InThings Technologies Pvt Ltd, Palakkad +91- 96336 87401 , +91-8978390303 info@inthings.tech

Pothole and Speed Limit Detection with YOLOv8 on Raspberry Pi: A GStreamer & NNStreamer Integration

Category : Computer Vision | Sub Category : Posted on 2024-10-14 12:34:58


Pothole and Speed Limit Detection with YOLOv8 on Raspberry Pi: A GStreamer & NNStreamer Integration

Introduction

In recent years, Raspberry Pi has emerged as a formidable platform for deploying real-time object detection solutions, thanks to its affordability, compact size, and versatility. This project investigates the capabilities of Raspberry Pi in detecting critical objects, specifically speed signs and potholes. By leveraging a custom-trained YOLOv8 model, we integrated GStreamer and NNStreamer to implement an efficient real-time object detection system on this compact device. This blog outlines our process of converting the YOLOv8 model to TensorFlow Lite and utilizing GStreamer pipelines for live camera feed processing. By combining the high accuracy of YOLOv8 with the lightweight inference capabilities of NNStreamer, we successfully achieved real-time detection of speed signs and potholes on the Raspberry Pi. Our approach not only demonstrates the potential of Raspberry Pi in enhancing smart traffic systems and road safety but also paves the way for innovative applications in autonomous vehicles.

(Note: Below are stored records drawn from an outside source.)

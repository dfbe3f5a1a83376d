use serde_json::Value;
use std::io::Write;
use tokio::sync::Mutex;

use super::{cell_text, SheetWriter, SheetsError};

struct CsvState<W: Write> {
    writer: csv::Writer<W>,
    header_written: bool,
}

/// Writes rows as CSV instead of touching a spreadsheet (`--dry-run`).
/// Each record is prefixed with the worksheet it would have gone to.
pub struct CsvWriter<W: Write + Send> {
    state: Mutex<CsvState<W>>,
}

impl CsvWriter<std::io::Stdout> {
    pub fn stdout() -> Self {
        Self::new(std::io::stdout())
    }
}

impl<W: Write + Send> CsvWriter<W> {
    pub fn new(inner: W) -> Self {
        Self {
            state: Mutex::new(CsvState {
                writer: csv::Writer::from_writer(inner),
                header_written: false,
            }),
        }
    }

    pub fn into_inner(self) -> Result<W, SheetsError> {
        self.state
            .into_inner()
            .writer
            .into_inner()
            .map_err(|e| SheetsError::Csv(e.into_error().into()))
    }
}

#[async_trait::async_trait]
impl<W: Write + Send> SheetWriter for CsvWriter<W> {
    async fn ensure_worksheet(&self, _title: &str, header: &[String]) -> Result<(), SheetsError> {
        let mut state = self.state.lock().await;
        if !state.header_written {
            let record = std::iter::once("Worksheet").chain(header.iter().map(String::as_str));
            state.writer.write_record(record)?;
            state.writer.flush().map_err(csv::Error::from)?;
            state.header_written = true;
        }
        Ok(())
    }

    async fn key_columns(&self, _title: &str) -> Result<Vec<Vec<String>>, SheetsError> {
        Ok(Vec::new())
    }

    async fn append_row(&self, title: &str, row: &[Value]) -> Result<(), SheetsError> {
        let mut state = self.state.lock().await;
        let record = std::iter::once(title.to_string()).chain(row.iter().map(cell_text));
        state.writer.write_record(record)?;
        state.writer.flush().map_err(csv::Error::from)?;
        Ok(())
    }
}
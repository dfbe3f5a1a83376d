use chrono::NaiveDate;
use serde_json::Value;
use std::fmt;
use std::path::PathBuf;
use thiserror::Error;
use yup_oauth2::ServiceAccountKey;

/// Columns written for every quote row, in order.
pub const HEADER: [&str; 9] = [
    "Date", "Code", "Name", "Open", "High", "Low", "Close", "Volume", "Change %",
];

pub const DEFAULT_TICKERS: &str = "082270.KQ,358570.KQ,000250.KQ";
pub const DEFAULT_WORKSHEET: &str = "Daily";
pub const DEFAULT_CALENDAR_SYMBOL: &str = "^KS11";
pub const DEFAULT_QUOTES_API_BASE: &str = "https://query1.finance.yahoo.com";
pub const DEFAULT_SHEETS_API_BASE: &str = "https://sheets.googleapis.com/v4";

pub fn header_row() -> Vec<String> {
    HEADER.iter().map(|h| h.to_string()).collect()
}

/// A market symbol as the quote provider knows it, e.g. `082270.KQ` or `AAPL`.
#[derive(Debug, Clone, PartialEq, Eq, Hash)]
pub struct Ticker(String);

impl Ticker {
    pub fn parse(raw: &str) -> Result<Self, ConfigError> {
        let symbol = raw.trim();
        if symbol.is_empty() {
            return Err(ConfigError::InvalidTicker(raw.to_string()));
        }
        let valid = symbol
            .chars()
            .all(|c| c.is_ascii_alphanumeric() || matches!(c, '.' | '-' | '^' | '='));
        if !valid {
            return Err(ConfigError::InvalidTicker(raw.to_string()));
        }
        Ok(Ticker(symbol.to_string()))
    }

    pub fn as_str(&self) -> &str {
        &self.0
    }

    /// Symbol without its exchange suffix (`082270` for `082270.KQ`).
    pub fn code(&self) -> &str {
        self.0.split('.').next().unwrap_or(&self.0)
    }
}

impl fmt::Display for Ticker {
    fn fmt(&self, f: &mut fmt::Formatter<'_>) -> fmt::Result {
        f.write_str(&self.0)
    }
}

/// One daily bar from the provider, dated in the exchange's local calendar.
#[derive(Debug, Clone, PartialEq)]
pub struct DailyBar {
    pub date: NaiveDate,
    pub open: Option<f64>,
    pub high: Option<f64>,
    pub low: Option<f64>,
    pub close: Option<f64>,
    pub volume: Option<u64>,
}

/// Daily bars for one symbol plus what the provider reports about it.
#[derive(Debug, Clone, Default, PartialEq)]
pub struct DailySeries {
    pub name: String,
    /// Close of the session preceding the first bar, when reported.
    pub previous_close: Option<f64>,
    pub bars: Vec<DailyBar>,
}

/// The quote record appended to the sheet for one ticker and trade date.
#[derive(Debug, Clone, PartialEq)]
pub struct DailyQuote {
    pub date: NaiveDate,
    pub code: String,
    pub name: String,
    pub open: f64,
    pub high: f64,
    pub low: f64,
    pub close: f64,
    pub volume: u64,
    pub change_pct: Option<f64>,
}

impl DailyQuote {
    /// Cells in `HEADER` order. A missing change is written as an empty cell.
    pub fn to_row(&self) -> Vec<Value> {
        vec![
            Value::from(self.date.format("%Y-%m-%d").to_string()),
            Value::from(self.code.clone()),
            Value::from(self.name.clone()),
            Value::from(self.open),
            Value::from(self.high),
            Value::from(self.low),
            Value::from(self.close),
            Value::from(self.volume),
            self.change_pct.map(Value::from).unwrap_or_else(|| Value::from("")),
        ]
    }

    /// Key used for duplicate suppression: (date, code).
    pub fn key(&self) -> (String, String) {
        (self.date.format("%Y-%m-%d").to_string(), self.code.clone())
    }
}

/// Percent change from `previous` to `close`, rounded to two decimals.
pub fn change_percent(close: f64, previous: f64) -> Option<f64> {
    if previous == 0.0 || !previous.is_finite() || !close.is_finite() {
        return None;
    }
    let pct = (close - previous) / previous * 100.0;
    Some((pct * 100.0).round() / 100.0)
}

/// Where quote rows go inside the spreadsheet.
#[derive(Debug, Clone, PartialEq, Eq)]
pub enum SheetLayout {
    /// Every ticker in one worksheet.
    Single { worksheet: String },
    /// One worksheet per ticker, titled "{code} {name}".
    PerTicker,
}

impl SheetLayout {
    pub fn worksheet_for(&self, quote: &DailyQuote) -> String {
        match self {
            SheetLayout::Single { worksheet } => worksheet.clone(),
            SheetLayout::PerTicker => {
                let name = quote.name.trim();
                if name.is_empty() {
                    quote.code.clone()
                } else {
                    format!("{} {}", quote.code, name)
                }
            }
        }
    }
}

/// Outcome of one run.
#[derive(Debug, Clone, Default, PartialEq)]
pub struct RunSummary {
    pub trade_date: Option<NaiveDate>,
    pub appended: usize,
    pub duplicates: Vec<String>,
    pub no_data: Vec<String>,
    pub failed: Vec<(String, String)>,
}

impl RunSummary {
    pub fn new(trade_date: NaiveDate) -> Self {
        Self {
            trade_date: Some(trade_date),
            ..Self::default()
        }
    }

    pub fn is_success(&self) -> bool {
        self.failed.is_empty()
    }
}

#[derive(Debug, Error)]
pub enum ConfigError {
    #[error("{0} environment variable required")]
    Missing(&'static str),

    #[error("invalid value {value:?} for {var}: {reason}")]
    Invalid {
        var: &'static str,
        value: String,
        reason: String,
    },

    #[error("invalid ticker {0:?}")]
    InvalidTicker(String),

    #[error("TICKERS is set but names no tickers")]
    NoTickers,

    #[error("cannot read service account file {path}: {source}")]
    CredentialsFile {
        path: PathBuf,
        source: std::io::Error,
    },

    #[error("invalid service account credentials: {0}")]
    Credentials(std::io::Error),
}

/// Parsed service-account key. `Debug` never prints the private key.
#[derive(Clone)]
pub struct Credentials(ServiceAccountKey);

impl Credentials {
    pub fn from_json(json: &str) -> Result<Self, ConfigError> {
        yup_oauth2::parse_service_account_key(json)
            .map(Credentials)
            .map_err(ConfigError::Credentials)
    }

    pub fn client_email(&self) -> &str {
        &self.0.client_email
    }

    pub fn service_account_key(&self) -> ServiceAccountKey {
        self.0.clone()
    }
}

impl fmt::Debug for Credentials {
    fn fmt(&self, f: &mut fmt::Formatter<'_>) -> fmt::Result {
        f.debug_struct("Credentials")
            .field("client_email", &self.0.client_email)
            .field("private_key", &"<redacted>")
            .finish()
    }
}

/// Where a run sends its rows.
#[derive(Debug, Clone, Copy, PartialEq, Eq)]
pub enum Destination {
    Spreadsheet,
    /// CSV on stdout; spreadsheet settings are not read.
    DryRun,
}

/// The spreadsheet rows are appended to and the key used to reach it.
#[derive(Debug, Clone)]
pub struct SheetTarget {
    pub credentials: Credentials,
    pub spreadsheet_id: String,
}

impl SheetTarget {
    fn from_lookup<G>(get: G) -> Result<Self, ConfigError>
    where
        G: Fn(&str) -> Option<String>,
    {
        let credentials = match get("GOOGLE_SERVICE_ACCOUNT_JSON") {
            Some(json) => Credentials::from_json(&json)?,
            None => {
                let path = get("GOOGLE_SERVICE_ACCOUNT_FILE")
                    .map(PathBuf::from)
                    .ok_or(ConfigError::Missing("GOOGLE_SERVICE_ACCOUNT_JSON"))?;
                let json = std::fs::read_to_string(&path)
                    .map_err(|source| ConfigError::CredentialsFile { path, source })?;
                Credentials::from_json(&json)?
            }
        };

        let spreadsheet_id = get("SPREADSHEET_ID")
            .map(|v| v.trim().to_string())
            .ok_or(ConfigError::Missing("SPREADSHEET_ID"))?;

        Ok(Self {
            credentials,
            spreadsheet_id,
        })
    }
}

/// Configuration for the application
#[derive(Debug, Clone)]
pub struct Config {
    /// `None` only when loaded for a dry run
    pub target: Option<SheetTarget>,
    pub layout: SheetLayout,
    pub tickers: Vec<Ticker>,
    pub run_date: Option<NaiveDate>,
    pub skip_duplicates: bool,
    pub calendar_symbol: Ticker,
    pub fetch_concurrency: usize,
    pub rate_limit_per_minute: u32,
    pub quotes_api_base: String,
    pub sheets_api_base: String,
}

impl Config {
    /// Load configuration from environment variables
    pub fn from_env(destination: Destination) -> Result<Self, ConfigError> {
        dotenvy::dotenv().ok(); // Load .env file if it exists
        Self::from_lookup_for(|key| std::env::var(key).ok(), destination)
    }

    /// Configuration for appending to the spreadsheet.
    pub fn from_lookup<F>(lookup: F) -> Result<Self, ConfigError>
    where
        F: Fn(&str) -> Option<String>,
    {
        Self::from_lookup_for(lookup, Destination::Spreadsheet)
    }

    /// Build the configuration from an arbitrary variable lookup. Empty values
    /// count as unset.
    pub fn from_lookup_for<F>(lookup: F, destination: Destination) -> Result<Self, ConfigError>
    where
        F: Fn(&str) -> Option<String>,
    {
        let get = |key: &str| lookup(key).filter(|v| !v.trim().is_empty());

        let target = match destination {
            Destination::Spreadsheet => Some(SheetTarget::from_lookup(&get)?),
            Destination::DryRun => None,
        };

        let worksheet = get("WORKSHEET_NAME")
            .map(|v| v.trim().to_string())
            .unwrap_or_else(|| DEFAULT_WORKSHEET.to_string());
        let layout = match get("SHEET_LAYOUT").as_deref().map(str::trim) {
            None | Some("single") => SheetLayout::Single { worksheet },
            Some("per-ticker") => SheetLayout::PerTicker,
            Some(other) => {
                return Err(ConfigError::Invalid {
                    var: "SHEET_LAYOUT",
                    value: other.to_string(),
                    reason: "expected \"single\" or \"per-ticker\"".to_string(),
                })
            }
        };

        let tickers = match get("TICKERS") {
            Some(raw) => parse_tickers(&raw)?,
            None => parse_tickers(DEFAULT_TICKERS)?,
        };

        let run_date = get("RUN_DATE")
            .map(|v| parse_date("RUN_DATE", &v))
            .transpose()?;

        let skip_duplicates = get("SKIP_DUPLICATES")
            .map(|v| parse_bool("SKIP_DUPLICATES", &v))
            .transpose()?
            .unwrap_or(false);

        let calendar_symbol = Ticker::parse(
            &get("CALENDAR_SYMBOL").unwrap_or_else(|| DEFAULT_CALENDAR_SYMBOL.to_string()),
        )?;

        let fetch_concurrency = get("FETCH_CONCURRENCY")
            .map(|v| parse_positive("FETCH_CONCURRENCY", &v))
            .transpose()?
            .unwrap_or(4) as usize;

        let rate_limit_per_minute = get("RATE_LIMIT_PER_MINUTE")
            .map(|v| parse_positive("RATE_LIMIT_PER_MINUTE", &v))
            .transpose()?
            .unwrap_or(120);

        Ok(Config {
            target,
            layout,
            tickers,
            run_date,
            skip_duplicates,
            calendar_symbol,
            fetch_concurrency,
            rate_limit_per_minute,
            quotes_api_base: get("QUOTES_API_BASE")
                .unwrap_or_else(|| DEFAULT_QUOTES_API_BASE.to_string()),
            sheets_api_base: get("SHEETS_API_BASE")
                .unwrap_or_else(|| DEFAULT_SHEETS_API_BASE.to_string()),
        })
    }

    /// The spreadsheet to write to; fails for a dry-run configuration.
    pub fn sheet_target(&self) -> Result<&SheetTarget, ConfigError> {
        self.target
            .as_ref()
            .ok_or(ConfigError::Missing("SPREADSHEET_ID"))
    }
}

/// Comma-separated ticker list; blank entries are ignored.
pub fn parse_tickers(raw: &str) -> Result<Vec<Ticker>, ConfigError> {
    let tickers = raw
        .split(',')
        .filter(|t| !t.trim().is_empty())
        .map(Ticker::parse)
        .collect::<Result<Vec<_>, _>>()?;
    if tickers.is_empty() {
        return Err(ConfigError::NoTickers);
    }
    Ok(tickers)
}

pub fn parse_date(var: &'static str, value: &str) -> Result<NaiveDate, ConfigError> {
    NaiveDate::parse_from_str(value.trim(), "%Y-%m-%d").map_err(|e| ConfigError::Invalid {
        var,
        value: value.to_string(),
        reason: e.to_string(),
    })
}

fn parse_bool(var: &'static str, value: &str) -> Result<bool, ConfigError> {
    match value.trim().to_ascii_lowercase().as_str() {
        "1" | "true" | "yes" | "on" => Ok(true),
        "0" | "false" | "no" | "off" => Ok(false),
        _ => Err(ConfigError::Invalid {
            var,
            value: value.to_string(),
            reason: "expected a boolean".to_string(),
        }),
    }
}

fn parse_positive(var: &'static str, value: &str) -> Result<u32, ConfigError> {
    match value.trim().parse::<u32>() {
        Ok(n) if n > 0 => Ok(n),
        _ => Err(ConfigError::Invalid {
            var,
            value: value.to_string(),
            reason: "expected a positive integer".to_string(),
        }),
    }
}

Converting YOLOv8 Model to TensorFlow Lite (TFLite)

The first step in deploying our custom YOLOv8 model on the Raspberry Pi involved converting it to TensorFlow Lite (TFLite) format. TFLite is lightweight and optimized for edge devices, making it perfect for running on the Raspberry Pi. This conversion was necessary to utilize NNStreamer, a framework that efficiently handled real-time neural network inference.

After training our YOLOv8 model, we loaded it with the best weights and exported it directly to TFLite format using the provided code.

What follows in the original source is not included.